Analysis of Behavioral Stage in Pap Testing by Using Transtheoretical Model.
Hye Jean Lee, Sun Hee Lee, Sang Hyuk Jung, Hai Rim Shin, Dae Kyu Oh
1Department of Preventive Medicine, Ewha Womans University College of Medicine, Korea. Ish0270@ewha.ac.kr
2Division of Cancer Control & Epidemiology, National Cancer Center Research Institute, Korea.
3Korean Center for Disease Control & Prevention, Korea.

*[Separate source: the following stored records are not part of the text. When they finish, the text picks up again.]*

//! Catalog summary command.

use anyhow::Result;
use serde::Serialize;
use storefront_commerce::catalog::{CatalogProvider, Category};
use storefront_commerce::Money;

use super::CatalogArgs;
use crate::context::Context;

#[derive(Serialize)]
struct CategorySummary {
    category: Category,
    products: usize,
    brands: usize,
    product_types: Vec<String>,
    min_price: String,
    max_price: String,
    discounted: usize,
}

/// Run the catalog command.
pub fn run(args: CatalogArgs, ctx: &Context) -> Result<()> {
    let catalog = ctx.catalog()?;
    let currency = ctx.currency()?;

    let summaries: Vec<CategorySummary> = catalog
        .dictionary()
        .entries()
        .iter()
        .map(|entry| {
            let products = catalog.in_category(entry.category);
            CategorySummary {
                category: entry.category,
                products: products.len(),
                brands: entry.brands.len(),
                product_types: entry.product_types.clone(),
                min_price: Money::new(entry.price_range.min, currency).display(),
                max_price: Money::new(entry.price_range.max, currency).display(),
                discounted: products.iter().filter(|p| p.has_discount()).count(),
            }
        })
        .collect();

    if ctx.output.is_json() {
        ctx.output.json(&summaries);
        return Ok(());
    }

    ctx.output.header(&format!("Catalog ({} products)", catalog.len()));
    let widths = [12, 9, 7, 26, 10];
    ctx.output
        .table_row(&["CATEGORY", "PRODUCTS", "BRANDS", "PRICE RANGE", "ON SALE"], &widths);
    for s in &summaries {
        let products = s.products.to_string();
        let brands = s.brands.to_string();
        let range = format!("{} - {}", s.min_price, s.max_price);
        let discounted = s.discounted.to_string();
        ctx.output.table_row(
            &[
                s.category.as_str(),
                products.as_str(),
                brands.as_str(),
                range.as_str(),
                discounted.as_str(),
            ],
            &widths,
        );
    }

    if args.types {
        for s in &summaries {
            ctx.output.header(s.category.as_str());
            for t in &s.product_types {
                ctx.output.list_item(t);
            }
        }
    }

    Ok(())
}
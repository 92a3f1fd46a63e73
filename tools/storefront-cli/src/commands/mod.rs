//! CLI command implementations.

pub mod account;
pub mod browse;
pub mod catalog;
pub mod category;
pub mod config;
pub mod home;
pub mod order;
pub mod product;
pub mod support;

use clap::{Args, Subcommand};

/// Arguments for the catalog command.
#[derive(Args)]
pub struct CatalogArgs {
    /// Also list each category's product types.
    #[arg(short, long)]
    pub types: bool,
}

/// Arguments for the browse command.
#[derive(Args)]
pub struct BrowseArgs {
    /// Text to search for in product names.
    #[arg(default_value = "")]
    pub query: String,

    /// Sort order: price_asc, price_desc, newest, popular.
    #[arg(short, long, default_value = "default")]
    pub sort: String,

    /// Page number (1-indexed).
    #[arg(short, long, default_value = "1")]
    pub page: usize,

    /// Products per page (default from config).
    #[arg(long)]
    pub per_page: Option<usize>,
}

/// Arguments for the category command.
#[derive(Args)]
pub struct CategoryArgs {
    /// Category name (e.g. electronics).
    pub category: String,

    /// Product type within the category (e.g. "Bluetooth Speaker").
    pub product_type: Option<String>,

    /// Sort order: price_asc, price_desc, newest, popular.
    #[arg(short, long, default_value = "default")]
    pub sort: String,

    /// Page number (1-indexed).
    #[arg(short, long, default_value = "1")]
    pub page: usize,
}

/// Arguments for the product command.
#[derive(Args)]
pub struct ProductArgs {
    /// Product id or path (e.g. 42 or /products/42).
    pub id: String,
}

/// Arguments for the home command.
#[derive(Args)]
pub struct HomeArgs {
    /// Shelf page to show for every category (0-indexed).
    #[arg(long, default_value = "0")]
    pub shelf_page: usize,
}

/// Arguments for the order command.
#[derive(Args)]
pub struct OrderArgs {
    /// Item to buy as `<id>` or `<id>:<quantity>`. Repeatable.
    #[arg(short, long = "item", required = true)]
    pub items: Vec<String>,

    /// Recipient name.
    #[arg(long)]
    pub name: Option<String>,

    /// Recipient phone.
    #[arg(long)]
    pub phone: Option<String>,

    /// Delivery address.
    #[arg(long)]
    pub address: Option<String>,

    /// Prefill blank shipping fields from the default saved address.
    #[arg(long)]
    pub saved_address: bool,

    /// Note for the courier.
    #[arg(long)]
    pub message: Option<String>,

    /// Payment method: card, transfer, phone, kakao.
    #[arg(long, default_value = "card")]
    pub payment: String,

    /// Skip confirmation prompt.
    #[arg(short, long)]
    pub yes: bool,
}

/// Arguments for the account command.
#[derive(Args)]
pub struct AccountArgs {
    /// New display name to apply to the profile.
    #[arg(long)]
    pub name: Option<String>,

    /// New phone number to apply to the profile.
    #[arg(long)]
    pub phone: Option<String>,
}

/// Arguments for the support command.
#[derive(Args)]
pub struct SupportArgs {
    #[command(subcommand)]
    pub command: SupportCommand,
}

#[derive(Subcommand)]
pub enum SupportCommand {
    /// List customer center notices.
    Notices,
    /// Show frequently asked questions.
    Faq,
    /// Submit a 1:1 inquiry.
    Inquiry {
        /// Inquiry title.
        #[arg(long)]
        title: String,

        /// Inquiry body.
        #[arg(long)]
        content: String,
    },
}

/// Arguments for the config command.
#[derive(Args)]
pub struct ConfigArgs {
    #[command(subcommand)]
    pub command: ConfigCommand,
}

#[derive(Subcommand)]
pub enum ConfigCommand {
    /// Show current configuration.
    Show,
    /// Initialize a new config file.
    Init {
        /// Force overwrite existing config.
        #[arg(short, long)]
        force: bool,

        /// File to create; a `.json` name writes JSON instead of TOML.
        #[arg(short, long, default_value = "storefront.toml")]
        output: String,
    },
    /// Validate the config file.
    Validate,
}
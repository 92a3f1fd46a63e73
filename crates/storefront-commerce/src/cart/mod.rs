//! Shopping cart module.
//!
//! Contains the cart, its items, quantity coercion and pricing.

mod cart;
mod pricing;

pub use cart::{coerce_quantity, Cart, CartItem, MAX_QUANTITY_PER_ITEM, MIN_QUANTITY};
pub use pricing::{default_shipping_fee, CartPricing, DEFAULT_SHIPPING_FEE};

OBJECTIVE: To evaluate the relationships among sociodemographic characteristics, health behaviors, levels of pros and cons and stages of change in Pap testing for uterine cervical cancer. METHODS: A questionnaire survey was performed on 560 randomly sampled people who were assigned to participate in a Pap testing program by the 'National Cancer Screening Project in 2003' between 25 September and 10 October in Gyeonggi, Korea. Data about the behaviors and intentions of Pap testing, sociodemographic characteristics, health behaviors, and levels of acknowledged benefit (pros) and barrier (cons) for Pap testing was collected. The stages of change were grouped according to behaviors and intentions of Pap testing as passive, active, and relapse. RESULTS: Logistic analysis between the passive and active groups showed that city dwellers, 'high' and 'middle' groups in terms of the individual's health belief, those who had undergone a health examination within the past 2 years, and those who had undergone hormone replacement therapy had a higher odds ratios to be in the active group. As the 'benefit' scores increased and the 'Unnecessity' scores decreased, the probabilities to be in the active group increased. According to the logistic analysis results between the active and relapse groups, those who were 60 years or older, members of the National Heath Insurance, and those who had not undergone a health examination within the past 2 years had a higher odds ratio to be in the relapse group. The 'Benefit' scores were not significant in this relationship. The probabilities of being in the relapse group increased as the 'Unnecessity' and 'Shamefulness' scores increased. CONCLUSIONS: In conclusion, health planners should inform women in the passive group of the benefits and necessity of Pap testing. It would be better to reduce the barriers to the active group of undergoing Pap smear. This study might be a useful guide for future planning of Pap testing program.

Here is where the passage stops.